Rilasciando quella pressione, ciò che emerge è un incredibile senso di libertà: l’opportunità di vivere secondo i nostri valori e non quelli di un sistema che ci dice che non siamo mai abbastanza e che dobbiamo continuamente dimostrare qualcosa a qualcuno. Ma la verità è che tu ed io siamo già qualcuno, non abbiamo bisogno di diventare “qualcuno”.
3. “Devo realizzare i miei sogni”
Dal cinema alla letteratura, passando per i social network e i guru della Crescita Personale, tutto trasmette l’idea che realizzare i propri sogni è l’obiettivo supremo della vita. Tuttavia, questa pressione per realizzare i nostri desideri può diventare un boomerang che minaccia il nostro benessere e l’equilibrio.
Lo sforzo costante per raggiungere un ideale può oscurare i risultati che abbiamo già raggiunto, creando una sensazione di fallimento perpetuo. Alan Watts si riferiva a quella sorta di trappola che ci poniamo, spiegando che se ci orientiamo sempre verso il futuro, verso uno stato ideale che non arriva mai, ci allontaniamo dal presente, che è il luogo in cui si svolge realmente la vita.
Dobbiamo capire che il viaggio che ci porta ai nostri sogni deve essere prezioso quanto la destinazione stessa. Se ci concentriamo solo sul culmine delle nostre aspirazioni, corriamo il rischio di dimenticare il valore delle esperienze che viviamo lungo il percorso e questo di ci porta a una spirale di insoddisfazione permanente.
D’altra parte, supporre che forse alcuni di questi sogni siano diventati obsoleti o che semplicemente non li realizzeremo può portarci un’enorme pace interiore. Si tratta di lasciare andare il peso di ciò che non può essere o ha perso il suo significato per abbracciare ciò che realmente è. Si tratta di rompere quegli accordi che una volta abbiamo firmato con noi stessi per aggiornarli alla luce delle circostanze attuali, con più esperienza, maturità e cognizione di causa.
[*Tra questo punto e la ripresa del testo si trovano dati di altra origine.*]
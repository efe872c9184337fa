//! 基础设施层实现。
//!
//! 提供 PostgreSQL 文档存储、bcrypt 密码哈希与 JWT 身份校验等适配器，
//! 实现应用层定义的协作者接口。

pub mod builder;
pub mod identity;
pub mod password;
pub mod pg;

pub use builder::{Infrastructure, InfrastructureError};
pub use identity::JwtIdentityProvider;
pub use password::BcryptPasswordHasher;
pub use pg::{
    create_pg_pool, PgAliasRepository, PgMessageRepository, PgRoomRepository, PgStorage, MIGRATOR,
};
pub struct PgStorage {
    pub pool: PgPool,
    pub room_repository: Arc<PgRoomRepository>,
    pub message_repository: Arc<PgMessageRepository>,
    pub alias_repository: Arc<PgAliasRepository>,
}

impl PgStorage {
    pub fn new(pool: PgPool) -> Self {
        Self {
            room_repository: Arc::new(PgRoomRepository::new(pool.clone())),
            message_repository: Arc::new(PgMessageRepository::new(pool.clone())),
            alias_repository: Arc::new(PgAliasRepository::new(pool.clone())),
            pool,
        }
    }
}

pub async fn create_pg_pool(
    database_url: &str,
    max_connections: u32,
) -> Result<PgPool, sqlx::Error> {
    PgPoolOptions::new()
        .max_connections(max_connections)
        .connect(database_url)
        .await
}

#[cfg(test)]
mod tests {
    use super::escape_like;

    #[test]
    fn like_wildcards_are_escaped() {
        assert_eq!(escape_like("50%_off\\"), "50\\%\\_off\\\\");
        assert_eq!(escape_like("rust"), "rust");
    }
}
//! 推送给客户端的事件负载。
//!
//! 线上格式为 `{"event": <name>, "data": <payload>}`，字段名为 camelCase。

use domain::{Message, MessageId, Principal, RoomId, Timestamp};
use serde::{Deserialize, Serialize};

/// 某个接收者眼中的参与者。
///
/// 个性化视图中 `username` 是备注，`original_username` 保留真实名称；
/// 通用视图没有 `original_username` 字段。
#[derive(Debug, Clone, PartialEq, Eq, Serialize, Deserialize)]
#[serde(rename_all = "camelCase")]
pub struct ParticipantView {
    pub id: String,
    pub username: String,
    #[serde(default, skip_serializing_if = "Option::is_none")]
    pub original_username: Option<String>,
    pub pic: Option<String>,
    pub is_guest: bool,
}

impl ParticipantView {
    pub fn from_principal(principal: &Principal) -> Self {
        Self {
            id: principal.participant_id().to_string(),
            username: principal.display_name().to_owned(),
            original_username: None,
            pic: principal.avatar().map(str::to_owned),
            is_guest: principal.is_guest(),
        }
    }

    pub fn sender_of(message: &Message) -> Self {
        Self {
            id: message.sender.to_string(),
            username: message.sender_name.clone(),
            original_username: None,
            pic: message.sender_avatar.clone(),
            is_guest: message.is_guest_sender(),
        }
    }

    pub fn aliased(self, alias: &str) -> Self {
        Self {
            original_username: Some(self.username),
            username: alias.to_owned(),
            ..self
        }
    }
}

#[derive(Debug, Clone, PartialEq, Eq, Serialize, Deserialize)]
#[serde(rename_all = "camelCase")]
pub struct MessageView {
    pub id: MessageId,
    #[serde(default, skip_serializing_if = "Option::is_none")]
    pub text: Option<String>,
    #[serde(default, skip_serializing_if = "Option::is_none")]
    pub media: Option<String>,
    pub room_id: RoomId,
    #[serde(with = "time::serde::rfc3339")]
    pub created_at: Timestamp,
    pub sender: ParticipantView,
}

impl MessageView {
    pub fn from_message(message: &Message) -> Self {
        Self {
            id: message.id,
            text: message.body.text.clone(),
            media: message.body.media.clone(),
            room_id: message.room_id,
            created_at: message.created_at,
            sender: ParticipantView::sender_of(message),
        }
    }

    pub fn personalized(&self, alias: &str) -> Self {
        Self {
            sender: self.sender.clone().aliased(alias),
            ..self.clone()
        }
    }
}

/// 服务端下发的所有事件。
///
/// 前四种经由频道广播；其余是对单个连接请求的直接回复。
#[derive(Debug, Clone, PartialEq, Eq, Serialize, Deserialize)]
#[serde(tag = "event", content = "data", rename_all_fields = "camelCase")]
pub enum ServerEvent {
    #[serde(rename = "presence:online")]
    PresenceOnline { room_id: RoomId, user: ParticipantView },
    #[serde(rename = "presence:offline")]
    PresenceOffline {
        room_id: RoomId,
        user_id: String,
        is_guest: bool,
    },
    #[serde(rename = "presence:typing")]
    Typing {
        room_id: RoomId,
        user_id: String,
        username: String,
        is_typing: bool,
    },
    #[serde(rename = "message:new")]
    MessageNew { message: MessageView },

    #[serde(rename = "room:joined")]
    RoomJoined { room_id: RoomId, already_joined: bool },
    #[serde(rename = "room:left")]
    RoomLeft { room_id: RoomId },
    #[serde(rename = "message:sent")]
    MessageSent { message: MessageView },
    #[serde(rename = "pong")]
    Pong,
    #[serde(rename = "error")]
    Error { code: String, message: String },
}

impl ServerEvent {
    pub fn name(&self) -> &'static str {
        match self {
            Self::PresenceOnline { .. } => "presence:online",
            Self::PresenceOffline { .. } => "presence:offline",
            Self::Typing { .. } => "presence:typing",
            Self::MessageNew { .. } => "message:new",
            Self::RoomJoined { .. } => "room:joined",
            Self::RoomLeft { .. } => "room:left",
            Self::MessageSent { .. } => "message:sent",
            Self::Pong => "pong",
            Self::Error { .. } => "error",
        }
    }

    pub fn to_json(&self) -> Result<String, serde_json::Error> {
        serde_json::to_string(self)
    }
}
Alla fine, quella pace mentale si raggiunge quando lasciamo andare tutte le convinzioni limitanti su ciò che dovremmo fare, essere o pensare. Liberandoci da questo fardello, possiamo vivere in modo più autentico, valorizzando ogni passo che facciamo, indipendentemente dal risultato. In quello spazio di accettazione, scopriamo che la felicità non sta solo nel raggiungere obiettivi o distinguersi dagli altri, ma nel modo in cui scegliamo di vivere e sperimentare il presente.
Riferimenti:
Kesavayuth, D. et. Al. (2022) Locus of control and subjective well-being: Panel evidence from Australia. PLoS One; 17(8): e0272714.
Ford, B. Q. et. Al. (2014) Desperately Seeking Happiness: Valuing Happiness is Associated With Symptoms and Diagnosis of Depression. J Soc Clin Psychol; 33(10): 890–905.
Mauss, I. B. et. Al. (2011) Can seeking happiness make people unhappy? Paradoxical effects of valuing happiness. Emotion; 11(4):807-15.